ENSMAP: Molecular and Functional Mapping of the Enteric Nervous System
Southard-Smith, E Michelle   
Vanderbilt University Medical Center, Nashville, TN, United States

Gastrointestinal (GI) motility and defecation are absolute prerequisites for nutrient absorption, fecal elimination and overall health. Normal GI motility, vascular perfusion, and intestinal inflammation are coordinated by vast numbers of neurons that reside within ganglia of the enteric nervous system (ENS) intrinsic to the gut wall. While recent work has identified diverse genes that direct the initial development of progenitor cells that give rise to enteric neurons in the wall of the intestine, we know very little about the genes that are expressed in adult enteric neurons. Consequently we are unable to determine whether efforts to generate enteric neurons produce the normal complement of cell types. Moreover we do not fully understand how distinct types of neurons contribute to overall coordination of intestinal motility because the use of common immunohistochemical markers alone does not distinguish functionally distinct subtypes. As a result, our abilities to target and functionally manipulate specific types of neurons in the gut are extremely limited. To surpass these limitations, our application proposes to develop a comprehensive, single cell transcriptome map of adult enteric neurons in normal mice in parallel with deep sequencing of enteric ganglia from distinct regions of human intestine so that a global gene expression atlas of human enteric ganglia is obtained. To capture mouse enteric neurons for single cell RNA-Seq we will use a fluorescent transgenic mouse line that we developed for live-cell imaging of enteric neurons. Human enteric ganglia will be collected by laser capture microdissection from adult surgical remnants. Comparison of enteric neuron expression profiles between mouse and human data sets will identify conserved genes that mark distinct neuronal subtypes. To set the stage for relating specific neuronal subtypes in the mouse to GI motility we will concurrently quantify intestinal transit and motility patterns across inbred strains of mice using novel ex vivo motility imaging methods. The resulting atlas of molecular fingerprints for enteric neurons in combination with high resolution motility patterns will provide essential information needed to begin targeted, functional manipulation of GI motility in distinct regions of the intestine.

Public Health Relevance

To develop pharmaceuticals and electrode arrays for manipulation of gastrointestinal motility, we need to know all the genes expressed by neurons in the adult enteric nervous system and be able to relate changes in types of neurons to altered intestinal contractility.

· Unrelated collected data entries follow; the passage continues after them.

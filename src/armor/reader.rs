use std::collections::BTreeMap;
use std::fmt;
use std::hash::Hasher;
use std::str;

use base64::engine::{general_purpose::STANDARD, Engine as _};
use bytes::Bytes;
use log::debug;
use nom::branch::alt;
use nom::bytes::complete::{tag, take_until, take_until1};
use nom::character::complete::{line_ending, not_line_ending, space0};
use nom::combinator::{complete, map_res, opt, value};
use nom::multi::many0;
use nom::sequence::{delimited, pair};
use nom::IResult;

use crate::errors::{Error, Result};

/// Armor block types.
///
/// Ref: <https://www.rfc-editor.org/rfc/rfc9580.html#name-forming-ascii-armor>
#[derive(Debug, PartialEq, Eq, Copy, Clone)]
pub enum BlockType {
    /// PGP public key
    PublicKey,
    /// PGP private key
    PrivateKey,
    Message,
    Signature,
    // gnupg extension
    File,
    /// Cleartext Framework message
    CleartextMessage,
}

impl fmt::Display for BlockType {
    fn fmt(&self, f: &mut fmt::Formatter<'_>) -> fmt::Result {
        match self {
            BlockType::PublicKey => f.write_str("PGP PUBLIC KEY BLOCK"),
            BlockType::PrivateKey => f.write_str("PGP PRIVATE KEY BLOCK"),
            BlockType::Message => f.write_str("PGP MESSAGE"),
            BlockType::Signature => f.write_str("PGP SIGNATURE"),
            BlockType::File => f.write_str("PGP ARMORED FILE"),
            BlockType::CleartextMessage => f.write_str("PGP SIGNED MESSAGE"),
        }
    }
}

/// Armor Headers.
pub type Headers = BTreeMap<String, Vec<String>>;

/// A decoded armor block: framing label, headers and the binary payload.
#[derive(Clone, PartialEq, Eq, derive_more::Debug)]
pub struct ArmoredBlock {
    pub typ: BlockType,
    pub headers: Headers,
    #[debug("{} bytes", payload.len())]
    pub payload: Bytes,
    /// The 24 bit checksum from the `=XXXX` footer line, if one was present.
    pub checksum: Option<u32>,
}

/// Parses a single ascii armor header separator.
fn armor_header_sep(i: &[u8]) -> IResult<&[u8], &[u8]> {
    tag(&b"-----"[..])(i)
}

/// Parses the type inside of an ascii armor header.
fn armor_header_type(i: &[u8]) -> IResult<&[u8], BlockType> {
    alt((
        value(BlockType::PublicKey, tag("PGP PUBLIC KEY BLOCK")),
        value(BlockType::PrivateKey, tag("PGP PRIVATE KEY BLOCK")),
        value(BlockType::CleartextMessage, tag("PGP SIGNED MESSAGE")),
        value(BlockType::Message, tag("PGP MESSAGE")),
        value(BlockType::Signature, tag("PGP SIGNATURE")),
        value(BlockType::File, tag("PGP ARMORED FILE")),
    ))(i)
}

/// Parses a single armor header line.
fn armor_header_line(i: &[u8]) -> IResult<&[u8], BlockType> {
    delimited(
        pair(armor_header_sep, tag(&b"BEGIN "[..])),
        armor_header_type,
        pair(armor_header_sep, line_ending),
    )(i)
}

/// Parses a single armor footer line, stripped of any line ending.
fn armor_footer_line(i: &[u8]) -> IResult<&[u8], BlockType> {
    delimited(
        pair(armor_header_sep, tag(&b"END "[..])),
        armor_header_type,
        pair(armor_header_sep, opt(line_ending)),
    )(i)
}

/// Parses a single key value pair, for the header.
fn key_value_pair(i: &[u8]) -> IResult<&[u8], (&str, &str)> {
    let (i, key) = map_res(
        alt((
            complete(take_until1(":\r\n")),
            complete(take_until1(":\n")),
            complete(take_until1(": ")),
        )),
        str::from_utf8,
    )(i)?;

    // consume the ":"
    let (i, _) = tag(":")(i)?;
    let (i, t) = alt((tag(" "), line_ending))(i)?;

    let (i, value) = if t == b" " {
        let (i, value) = map_res(not_line_ending, str::from_utf8)(i)?;
        let (i, _) = line_ending(i)?;
        (i, value)
    } else {
        // empty value
        (i, "")
    };

    Ok((i, (key, value)))
}

/// Parses the armor headers, merging repeated keys.
fn armor_headers(i: &[u8]) -> IResult<&[u8], Headers> {
    let (i, pairs) = many0(complete(key_value_pair))(i)?;

    let mut out = Headers::new();
    for (k, v) in pairs {
        let e = out.entry(k.to_string()).or_default();
        e.push(v.to_string());
    }

    Ok((i, out))
}

/// Parses everything up to and including the blank line separating the
/// armor headers from the base64 body. Data before the first `-----` is
/// tolerated, as armored blocks are frequently embedded in other text.
fn header_parser(i: &[u8]) -> IResult<&[u8], (BlockType, Headers)> {
    let (i, _prefix) = take_until("-----")(i)?;
    let (i, typ) = armor_header_line(i)?;
    let (i, headers) = armor_headers(i)?;
    // "A blank (zero length or containing only whitespace) line"
    let (i, _) = pair(space0, line_ending)(i)?;

    Ok((i, (typ, headers)))
}

/// Read the checksum from a base64 encoded buffer.
fn read_checksum(input: &[u8]) -> Result<u32> {
    let checksum = STANDARD.decode(input)?;

    let mut buf = [0u8; 4];
    let mut i = checksum.len();
    for a in checksum.iter().rev() {
        buf[i] = *a;
        i -= 1;
    }

    Ok(u32::from_be_bytes(buf))
}

/// Decodes a single ASCII armored block.
///
/// When a `=XXXX` checksum line is present, the CRC24 of the payload is
/// validated against it and a mismatch is an error.
pub fn decode(input: impl AsRef<[u8]>) -> Result<ArmoredBlock> {
    let input = input.as_ref();
    let (body, (typ, headers)) = header_parser(input).map_err(|_| Error::InvalidArmorWrappers)?;
    debug!("dearmoring {:?} block", typ);

    let mut b64 = Vec::with_capacity(body.len());
    let mut checksum = None;
    let mut footer = None;

    for line in body.split(|b| *b == b'\n') {
        let line = line.trim_ascii();
        if line.is_empty() {
            continue;
        }
        if line.starts_with(b"-----") {
            let (_, typ) = armor_footer_line(line).map_err(|_| Error::InvalidArmorWrappers)?;
            footer = Some(typ);
            break;
        }
        if let Some(enc) = line.strip_prefix(b"=") {
            // the optional 24 bit checksum line
            if enc.len() == 4 {
                checksum = Some(read_checksum(enc)?);
            }
            continue;
        }
        b64.extend_from_slice(line);
    }

    let Some(footer) = footer else {
        return Err(Error::InvalidArmorWrappers);
    };
    if footer != typ {
        return Err(Error::ArmorTypeMismatch {
            header: typ,
            footer,
        });
    }

    let payload: Bytes = STANDARD.decode(&b64)?.into();

    if let Some(expected) = checksum {
        let mut crc = crc24::Crc24Hasher::new();
        crc.write(&payload);
        let actual = crc.finish() as u32;
        if expected != actual {
            return Err(Error::InvalidChecksum { expected, actual });
        }
    }

    Ok(ArmoredBlock {
        typ,
        headers,
        payload,
        checksum,
    })
}

/// Decodes a single ASCII armored block from a string.
pub fn decode_str(input: &str) -> Result<ArmoredBlock> {
    decode(input.as_bytes())
}
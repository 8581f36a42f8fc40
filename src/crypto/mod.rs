pub mod ecc_curve;
pub mod hash;
pub mod public_key;
pub mod sym;

pub use self::ecc_curve::{ecc_curve_from_oid, EccCurve};
pub use self::hash::HashAlgorithm;
pub use self::public_key::PublicKeyAlgorithm;
pub use self::sym::SymmetricKeyAlgorithm;
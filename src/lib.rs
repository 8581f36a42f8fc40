//! Decoding of ASCII-armored OpenPGP public key rings.
//!
//! This crate takes an armored public key block (RFC 9580, previously
//! RFC 4880), strips the armor framing, and parses the binary payload into a
//! structured [`KeyRing`]: an ordered list of public keys, each carrying its
//! user IDs, signatures and subkeys as they appeared in the packet stream.
//!
//! Keys are decoded and structured, not cryptographically verified.
//!
//! ```no_run
//! use pgp_keyring::KeyRing;
//!
//! let armored = std::fs::read_to_string("key.asc")?;
//! let ring = KeyRing::from_armor_str(&armored)?;
//!
//! println!("Got {} keys", ring.len());
//! for key in ring.keys() {
//!     println!("{:?}", key.fingerprint());
//! }
//! # Ok::<(), pgp_keyring::errors::Error>(())
//! ```

#![warn(clippy::unwrap_used)]

pub mod armor;
pub mod composed;
pub mod crypto;
pub mod errors;
pub mod packet;
pub mod ser;
pub mod types;

mod parsing;

pub use crate::composed::{KeyRing, SignedPublicKey, SignedPublicSubKey, SignedUser, SkippedKey};
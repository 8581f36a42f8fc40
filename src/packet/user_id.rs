use std::borrow::Cow;
use std::fmt;
use std::io;

use bytes::Bytes;

use crate::errors::{ensure, Error, Result};
use crate::packet::Packet;
use crate::ser::Serialize;
use crate::types::Tag;

/// User ID Packet (Tag 13)
///
/// The raw bytes are kept as is; OpenPGP does not mandate an encoding,
/// even though user ids are UTF-8 in practice.
///
/// Ref: <https://www.rfc-editor.org/rfc/rfc9580.html#name-user-id-packet-type-id-13>
#[derive(Clone, PartialEq, Eq)]
pub struct UserId(Bytes);

impl UserId {
    pub fn from_bytes(input: impl Into<Bytes>) -> Self {
        UserId(input.into())
    }

    pub fn from_str(input: &str) -> Self {
        UserId(input.as_bytes().to_vec().into())
    }

    /// The id, lossily converted if it is not valid utf-8.
    pub fn id(&self) -> Cow<'_, str> {
        String::from_utf8_lossy(&self.0)
    }
}

impl TryFrom<Packet> for UserId {
    type Error = Error;

    fn try_from(packet: Packet) -> Result<Self> {
        ensure!(
            packet.tag() == Tag::UserId,
            "invalid tag for user id packet: {:?}",
            packet.tag()
        );

        Ok(UserId::from_bytes(packet.into_body()))
    }
}

impl Serialize for UserId {
    fn to_writer<W: io::Write>(&self, writer: &mut W) -> Result<()> {
        writer.write_all(&self.0)?;

        Ok(())
    }

    fn write_len(&self) -> usize {
        self.0.len()
    }
}

impl fmt::Debug for UserId {
    fn fmt(&self, f: &mut fmt::Formatter<'_>) -> fmt::Result {
        write!(f, "UserId({:?})", self.id())
    }
}

impl fmt::Display for UserId {
    fn fmt(&self, f: &mut fmt::Formatter<'_>) -> fmt::Result {
        f.write_str(&self.id())
    }
}

#[cfg(test)]
mod tests {
    use super::*;

    #[test]
    fn test_lossy_id() {
        let id = UserId::from_bytes(&b"alice <alice@example.org>"[..]);
        assert_eq!(id.id(), "alice <alice@example.org>");

        let id = UserId::from_bytes(&[0x61, 0xFF, 0x62][..]);
        assert_eq!(id.id(), "a\u{FFFD}b");
    }
}
use std::fmt;

use crate::errors::{ensure_eq, Result};

/// Represents a Key ID.
#[derive(Clone, Copy, Eq, PartialEq)]
pub struct KeyId([u8; 8]);

impl KeyId {
    pub fn from_slice(input: &[u8]) -> Result<KeyId> {
        ensure_eq!(input.len(), 8, "invalid input length");
        let mut r = [0u8; 8];
        r.copy_from_slice(input);

        Ok(KeyId(r))
    }
}

impl AsRef<[u8]> for KeyId {
    fn as_ref(&self) -> &[u8] {
        self.0.as_ref()
    }
}

impl From<[u8; 8]> for KeyId {
    fn from(value: [u8; 8]) -> Self {
        KeyId(value)
    }
}

impl fmt::Debug for KeyId {
    fn fmt(&self, f: &mut fmt::Formatter<'_>) -> fmt::Result {
        write!(f, "KeyId({})", hex::encode(self.as_ref()))
    }
}

#[cfg(test)]
mod tests {
    #![allow(clippy::unwrap_used)]

    use super::*;

    #[test]
    fn test_from_slice() {
        let id = KeyId::from_slice(&[0x28, 0x75, 0xD7, 0xC7, 0x39, 0x8E, 0xCF, 0xC4]).unwrap();
        assert_eq!(format!("{:?}", id), "KeyId(2875d7c7398ecfc4)");

        assert!(KeyId::from_slice(&[1, 2, 3]).is_err());
    }
}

The proposed work will use the latest revolutionary sequencing technology to catalog genes expressed by enteric neurons of mice and man for comparison to variability in intestinal motility among strains of mice that are genetically distinct. This information is crucial so that scientists can relate different types of neurons to distinct patterns of intestinal contractility and begin to specifically manipulate discrete cell types and thus modulate intestinal function.